_Data_
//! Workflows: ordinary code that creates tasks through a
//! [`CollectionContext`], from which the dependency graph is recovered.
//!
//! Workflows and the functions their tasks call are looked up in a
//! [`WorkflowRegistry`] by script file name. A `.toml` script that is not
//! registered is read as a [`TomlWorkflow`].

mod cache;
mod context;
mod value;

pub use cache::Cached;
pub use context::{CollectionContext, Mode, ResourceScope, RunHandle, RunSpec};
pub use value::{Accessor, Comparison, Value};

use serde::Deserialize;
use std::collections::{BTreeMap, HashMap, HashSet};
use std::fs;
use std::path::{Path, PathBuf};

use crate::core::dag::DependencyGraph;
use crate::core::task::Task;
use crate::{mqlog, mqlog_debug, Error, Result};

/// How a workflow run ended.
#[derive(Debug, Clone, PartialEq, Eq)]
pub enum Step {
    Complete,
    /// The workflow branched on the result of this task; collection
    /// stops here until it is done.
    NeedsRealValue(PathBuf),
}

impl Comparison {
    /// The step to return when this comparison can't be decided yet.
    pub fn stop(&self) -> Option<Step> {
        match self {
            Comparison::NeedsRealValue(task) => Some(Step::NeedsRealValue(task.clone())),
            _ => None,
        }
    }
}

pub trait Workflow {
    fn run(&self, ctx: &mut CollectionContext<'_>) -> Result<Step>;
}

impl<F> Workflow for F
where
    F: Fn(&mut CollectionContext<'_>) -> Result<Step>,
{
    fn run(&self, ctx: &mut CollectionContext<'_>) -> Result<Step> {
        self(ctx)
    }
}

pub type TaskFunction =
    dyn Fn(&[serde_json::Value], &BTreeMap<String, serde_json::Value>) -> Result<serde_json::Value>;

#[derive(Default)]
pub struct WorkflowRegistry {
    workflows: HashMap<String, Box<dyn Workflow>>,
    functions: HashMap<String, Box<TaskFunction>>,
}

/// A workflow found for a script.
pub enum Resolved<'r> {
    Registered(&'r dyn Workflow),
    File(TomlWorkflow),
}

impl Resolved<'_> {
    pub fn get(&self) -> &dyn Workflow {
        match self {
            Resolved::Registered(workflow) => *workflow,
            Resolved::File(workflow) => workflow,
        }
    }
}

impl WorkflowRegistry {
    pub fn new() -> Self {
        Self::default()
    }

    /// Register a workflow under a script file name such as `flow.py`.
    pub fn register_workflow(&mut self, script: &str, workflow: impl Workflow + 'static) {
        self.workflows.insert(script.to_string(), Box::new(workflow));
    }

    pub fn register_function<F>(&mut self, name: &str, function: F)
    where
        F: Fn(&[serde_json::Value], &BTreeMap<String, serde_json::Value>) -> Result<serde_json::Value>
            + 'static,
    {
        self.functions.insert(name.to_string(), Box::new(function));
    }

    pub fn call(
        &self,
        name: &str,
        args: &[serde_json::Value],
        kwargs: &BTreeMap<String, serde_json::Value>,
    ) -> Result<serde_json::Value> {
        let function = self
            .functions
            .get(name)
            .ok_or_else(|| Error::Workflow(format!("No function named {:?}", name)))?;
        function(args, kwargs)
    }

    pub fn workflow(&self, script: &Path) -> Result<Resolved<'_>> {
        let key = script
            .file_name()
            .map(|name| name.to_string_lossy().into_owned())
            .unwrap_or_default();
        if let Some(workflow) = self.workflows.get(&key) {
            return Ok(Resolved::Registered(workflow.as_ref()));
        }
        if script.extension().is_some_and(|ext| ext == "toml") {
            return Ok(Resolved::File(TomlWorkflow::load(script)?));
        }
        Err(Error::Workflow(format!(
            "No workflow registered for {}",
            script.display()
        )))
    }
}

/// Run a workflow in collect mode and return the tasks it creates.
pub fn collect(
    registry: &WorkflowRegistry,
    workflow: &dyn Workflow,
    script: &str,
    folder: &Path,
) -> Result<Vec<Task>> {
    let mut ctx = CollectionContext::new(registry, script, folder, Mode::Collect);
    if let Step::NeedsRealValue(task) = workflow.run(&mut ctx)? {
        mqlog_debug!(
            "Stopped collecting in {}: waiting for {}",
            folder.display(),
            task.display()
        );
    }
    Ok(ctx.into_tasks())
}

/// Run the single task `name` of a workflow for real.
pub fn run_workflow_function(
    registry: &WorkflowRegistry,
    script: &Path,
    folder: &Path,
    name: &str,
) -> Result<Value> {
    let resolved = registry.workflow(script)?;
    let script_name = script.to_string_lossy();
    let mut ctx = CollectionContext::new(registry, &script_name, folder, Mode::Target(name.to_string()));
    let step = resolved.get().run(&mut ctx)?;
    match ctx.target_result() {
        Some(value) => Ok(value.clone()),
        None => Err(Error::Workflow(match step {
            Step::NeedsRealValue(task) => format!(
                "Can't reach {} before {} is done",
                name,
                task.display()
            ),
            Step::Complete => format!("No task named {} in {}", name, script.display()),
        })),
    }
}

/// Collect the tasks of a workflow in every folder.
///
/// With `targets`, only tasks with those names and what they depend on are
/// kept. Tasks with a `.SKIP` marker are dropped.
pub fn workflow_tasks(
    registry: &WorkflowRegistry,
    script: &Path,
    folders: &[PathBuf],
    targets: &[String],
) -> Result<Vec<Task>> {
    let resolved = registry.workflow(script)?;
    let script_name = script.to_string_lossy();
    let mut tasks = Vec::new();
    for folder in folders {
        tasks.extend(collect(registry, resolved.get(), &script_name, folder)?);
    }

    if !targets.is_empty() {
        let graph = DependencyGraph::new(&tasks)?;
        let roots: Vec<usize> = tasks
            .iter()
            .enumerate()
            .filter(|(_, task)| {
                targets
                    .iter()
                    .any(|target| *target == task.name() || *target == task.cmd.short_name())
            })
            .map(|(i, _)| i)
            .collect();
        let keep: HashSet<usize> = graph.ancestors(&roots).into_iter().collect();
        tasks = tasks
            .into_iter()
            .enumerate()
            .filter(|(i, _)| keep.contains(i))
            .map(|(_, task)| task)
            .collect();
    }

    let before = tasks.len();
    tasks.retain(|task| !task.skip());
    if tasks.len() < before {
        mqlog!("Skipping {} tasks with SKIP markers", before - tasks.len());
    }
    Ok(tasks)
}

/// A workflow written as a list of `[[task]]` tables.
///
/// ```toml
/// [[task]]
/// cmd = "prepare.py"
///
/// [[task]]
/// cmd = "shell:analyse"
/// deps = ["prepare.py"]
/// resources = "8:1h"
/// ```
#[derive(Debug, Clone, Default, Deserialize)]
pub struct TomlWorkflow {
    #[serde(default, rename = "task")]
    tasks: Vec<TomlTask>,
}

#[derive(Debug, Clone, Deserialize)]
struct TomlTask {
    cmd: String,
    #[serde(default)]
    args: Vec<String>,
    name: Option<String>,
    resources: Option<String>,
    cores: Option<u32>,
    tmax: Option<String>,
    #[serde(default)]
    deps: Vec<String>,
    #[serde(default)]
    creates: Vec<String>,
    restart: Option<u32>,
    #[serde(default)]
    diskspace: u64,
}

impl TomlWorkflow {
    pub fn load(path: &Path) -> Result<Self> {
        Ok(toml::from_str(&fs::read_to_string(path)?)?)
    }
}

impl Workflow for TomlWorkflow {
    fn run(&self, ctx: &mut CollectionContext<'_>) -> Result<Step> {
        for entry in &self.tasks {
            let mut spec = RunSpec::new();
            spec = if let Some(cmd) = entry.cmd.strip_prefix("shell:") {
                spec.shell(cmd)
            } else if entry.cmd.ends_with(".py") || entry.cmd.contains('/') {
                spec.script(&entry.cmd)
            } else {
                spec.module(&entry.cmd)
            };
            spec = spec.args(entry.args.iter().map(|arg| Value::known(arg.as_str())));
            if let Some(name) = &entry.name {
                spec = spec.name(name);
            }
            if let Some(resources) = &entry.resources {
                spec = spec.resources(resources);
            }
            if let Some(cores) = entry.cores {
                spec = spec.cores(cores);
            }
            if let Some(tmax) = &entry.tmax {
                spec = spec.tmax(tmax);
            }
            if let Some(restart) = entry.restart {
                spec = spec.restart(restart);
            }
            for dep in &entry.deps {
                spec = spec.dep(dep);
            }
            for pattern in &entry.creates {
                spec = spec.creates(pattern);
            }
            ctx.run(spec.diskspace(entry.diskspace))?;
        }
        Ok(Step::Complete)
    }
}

_What you have to do_
Pick out and copy the lines of the entries that hold the string "roots".

_Task response_
        let roots: Vec<usize> = tasks
        let keep: HashSet<usize> = graph.ancestors(&roots).into_iter().collect();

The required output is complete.